PROBLEM DETAILS:
Repeat the lines of the data that follow, please, starting at the first and stopping after the one with "use std::ops::Deref;".

SUPPLIED INFORMATION:
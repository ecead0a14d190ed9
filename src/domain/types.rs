//! Strongly-typed value objects used by domain entities.
//!
//! These wrappers enforce basic invariants (positive identifiers, the simple
//! contact-field formats accepted by the agency, well-formed date codes) so
//! that once a value reaches the domain layer it can be treated as trusted.
use std::ops::Deref;

use chrono::{Datelike, Local, NaiveDate};
use serde::{Deserialize, Serialize};
use std::fmt::{Display, Formatter};
use thiserror::Error;

/// Errors produced when attempting to construct a constrained value object.
#[derive(Debug, Error, PartialEq, Eq)]
pub enum TypeConstraintError {
    /// Provided identifier is zero or negative.
    #[error("id must be greater than zero")]
    NonPositiveId,
    /// Provided string contained no non-whitespace characters.
    #[error("value cannot be empty")]
    EmptyString,
    /// Email lacks either `@` or `.`.
    #[error("Invalid email format.")]
    InvalidEmail,
    /// Pesel contains something other than decimal digits.
    #[error("Pesel must only contain digits.")]
    NonDigitPesel,
    /// Pesel is not exactly [`PESEL_LENGTH`] characters long.
    #[error("Pesel must be exactly 11 digits long.")]
    InvalidPeselLength,
    /// Phone number does not begin with `+`.
    #[error("Phone number must start with '+'.")]
    PhoneMissingPlus,
    /// Phone number has a non-digit after the leading `+`.
    #[error("Phone number must contain only digits and '+' at the beginning.")]
    PhoneNonDigit,
    /// Integer is not a valid `yyyyMMdd` calendar date.
    #[error("invalid date code: {0}")]
    InvalidDateCode(i32),
}

/// Number of characters in a national identification number.
pub const PESEL_LENGTH: usize = 11;

/// Macro to generate lightweight newtypes for positive identifiers.
macro_rules! id_newtype {
    ($name:ident, $doc:expr) => {
        #[doc = $doc]
        #[derive(Clone, Copy, Debug, Serialize, Deserialize, PartialEq, Eq, PartialOrd, Ord, Hash)]
        pub struct $name(i32);

        impl $name {
            /// Creates a new identifier ensuring it is greater than zero.
            pub fn new(value: i32) -> Result<Self, TypeConstraintError> {
                if value > 0 {
                    Ok(Self(value))
                } else {
                    Err(TypeConstraintError::NonPositiveId)
                }
            }

            /// Wraps a key without checking it. Used for rows read back from
            /// the store and for lookup keys, where a non-positive value
            /// simply matches nothing.
            pub const fn new_unchecked(value: i32) -> Self {
                Self(value)
            }

            /// Returns the raw `i32` backing this identifier.
            pub const fn get(self) -> i32 {
                self.0
            }
        }

        impl Display for $name {
            fn fmt(&self, f: &mut Formatter<'_>) -> std::fmt::Result {
                write!(f, "{}", self.0)
            }
        }

        impl TryFrom<i32> for $name {
            type Error = TypeConstraintError;

            fn try_from(value: i32) -> Result<Self, Self::Error> {
                Self::new(value)
            }
        }

        impl From<$name> for i32 {
            fn from(value: $name) -> Self {
                value.0
            }
        }
    };
}

id_newtype!(ClientId, "Unique identifier for a client.");
id_newtype!(TripId, "Unique identifier for a trip.");

/// Implements the shared accessors and conversions of a string newtype whose
/// constructor is `new`.
macro_rules! string_newtype_impls {
    ($name:ident) => {
        impl $name {
            /// Wraps a stored value as is, skipping the input format rules.
            pub fn new_unchecked<S: Into<String>>(value: S) -> Self {
                Self(value.into())
            }

            /// Borrow the value as a string slice.
            pub fn as_str(&self) -> &str {
                &self.0
            }

            /// Consume the wrapper and return the owned string.
            pub fn into_inner(self) -> String {
                self.0
            }
        }

        impl Deref for $name {
            type Target = str;

            fn deref(&self) -> &Self::Target {
                &self.0
            }
        }

        impl Display for $name {
            fn fmt(&self, f: &mut Formatter<'_>) -> std::fmt::Result {
                write!(f, "{}", self.0)
            }
        }

        impl TryFrom<String> for $name {
            type Error = TypeConstraintError;

            fn try_from(value: String) -> Result<Self, Self::Error> {
                Self::new(value)
            }
        }

        impl TryFrom<&str> for $name {
            type Error = TypeConstraintError;

            fn try_from(value: &str) -> Result<Self, Self::Error> {
                Self::new(value)
            }
        }

        impl From<$name> for String {
            fn from(value: $name) -> Self {
                value.0
            }
        }
    };
}

/// Wrapper for non-empty, trimmed strings.
#[derive(Clone, Debug, Serialize, Deserialize, PartialEq, Eq, PartialOrd, Ord, Hash)]
pub struct NonEmptyString(String);

impl NonEmptyString {
    /// Trims whitespace and rejects empty inputs.
    pub fn new<S: Into<String>>(value: S) -> Result<Self, TypeConstraintError> {
        let trimmed = value.into().trim().to_string();
        if trimmed.is_empty() {
            return Err(TypeConstraintError::EmptyString);
        }
        Ok(Self(trimmed))
    }
}

string_newtype_impls!(NonEmptyString);

macro_rules! non_empty_string_newtype {
    ($name:ident, $doc:expr) => {
        #[doc = $doc]
        #[derive(Clone, Debug, Serialize, Deserialize, PartialEq, Eq, PartialOrd, Ord, Hash)]
        pub struct $name(String);

        impl $name {
            /// Constructs a trimmed, non-empty value.
            pub fn new<S: Into<String>>(value: S) -> Result<Self, TypeConstraintError> {
                let inner = NonEmptyString::new(value)?;
                Ok(Self(inner.into_inner()))
            }
        }

        string_newtype_impls!($name);
    };
}

non_empty_string_newtype!(FirstName, "Client first name enforcing non-empty values.");
non_empty_string_newtype!(LastName, "Client last name enforcing non-empty values.");
non_empty_string_newtype!(TripName, "Trip title enforcing non-empty values.");
non_empty_string_newtype!(CountryName, "Country name enforcing non-empty values.");

/// Client contact email.
///
/// Only checks that both `@` and `.` are present; anything stricter is left to
/// the mail system. The format newtypes below never trim their input.
#[derive(Clone, Debug, Serialize, Deserialize, PartialEq, Eq, Hash)]
pub struct ClientEmail(String);

impl ClientEmail {
    pub fn new<S: Into<String>>(email: S) -> Result<Self, TypeConstraintError> {
        let email = email.into();
        if email.contains('@') && email.contains('.') {
            Ok(Self(email))
        } else {
            Err(TypeConstraintError::InvalidEmail)
        }
    }
}

string_newtype_impls!(ClientEmail);

/// National identification number: exactly [`PESEL_LENGTH`] decimal digits.
#[derive(Clone, Debug, Serialize, Deserialize, PartialEq, Eq, Hash)]
pub struct Pesel(String);

impl Pesel {
    /// Rejects non-digit characters first, then a wrong length.
    pub fn new<S: Into<String>>(value: S) -> Result<Self, TypeConstraintError> {
        let value = value.into();
        if !value.chars().all(|c| c.is_ascii_digit()) {
            return Err(TypeConstraintError::NonDigitPesel);
        }
        if value.len() != PESEL_LENGTH {
            return Err(TypeConstraintError::InvalidPeselLength);
        }
        Ok(Self(value))
    }
}

string_newtype_impls!(Pesel);

/// Phone number in `+<digits>` form.
#[derive(Clone, Debug, Serialize, Deserialize, PartialEq, Eq, Hash)]
pub struct Telephone(String);

impl Telephone {
    /// A missing leading `+` and a non-digit tail are reported separately.
    pub fn new<S: Into<String>>(value: S) -> Result<Self, TypeConstraintError> {
        let value = value.into();
        let Some(digits) = value.strip_prefix('+') else {
            return Err(TypeConstraintError::PhoneMissingPlus);
        };
        if !digits.chars().all(|c| c.is_ascii_digit()) {
            return Err(TypeConstraintError::PhoneNonDigit);
        }
        Ok(Self(value))
    }
}

string_newtype_impls!(Telephone);

/// Calendar day encoded as the integer `yyyyMMdd`, e.g. `20261019`.
#[derive(Clone, Copy, Debug, Serialize, Deserialize, PartialEq, Eq, PartialOrd, Ord, Hash)]
pub struct DateCode(i32);

impl DateCode {
    /// Validates that the integer decodes to an existing calendar day.
    pub fn new(value: i32) -> Result<Self, TypeConstraintError> {
        let code = Self(value);
        code.to_date()
            .map(|_| code)
            .ok_or(TypeConstraintError::InvalidDateCode(value))
    }

    /// Wraps a stored code as is; [`DateCode::to_date`] reports whether it
    /// decodes.
    pub const fn new_unchecked(value: i32) -> Self {
        Self(value)
    }

    /// Encodes the given calendar day.
    pub fn from_date(date: NaiveDate) -> Self {
        Self(date.year() * 10_000 + date.month() as i32 * 100 + date.day() as i32)
    }

    /// Date code for the current local day.
    pub fn today() -> Self {
        Self::from_date(Local::now().date_naive())
    }

    /// Decodes back into a calendar day.
    pub fn to_date(self) -> Option<NaiveDate> {
        let year = self.0 / 10_000;
        let month = u32::try_from(self.0 / 100 % 100).ok()?;
        let day = u32::try_from(self.0 % 100).ok()?;
        NaiveDate::from_ymd_opt(year, month, day)
    }

    /// Returns the raw `yyyyMMdd` integer.
    pub const fn get(self) -> i32 {
        self.0
    }
}

impl Display for DateCode {
    fn fmt(&self, f: &mut Formatter<'_>) -> std::fmt::Result {
        write!(f, "{}", self.0)
    }
}

impl TryFrom<i32> for DateCode {
    type Error = TypeConstraintError;

    fn try_from(value: i32) -> Result<Self, Self::Error> {
        Self::new(value)
    }
}

impl From<DateCode> for i32 {
    fn from(value: DateCode) -> Self {
        value.0
    }
}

RESPONSE AREA:
repository ecead0a14d190ed9
filename src/domain/types.rs
//! Strongly-typed value objects used by domain entities.
//!
//! These wrappers enforce basic invariants (positive identifiers, the simple
//! contact-field formats accepted by the agency, well-formed date codes) so
//! that once a value reaches the domain layer it can be treated as trusted.
use std::ops::Deref;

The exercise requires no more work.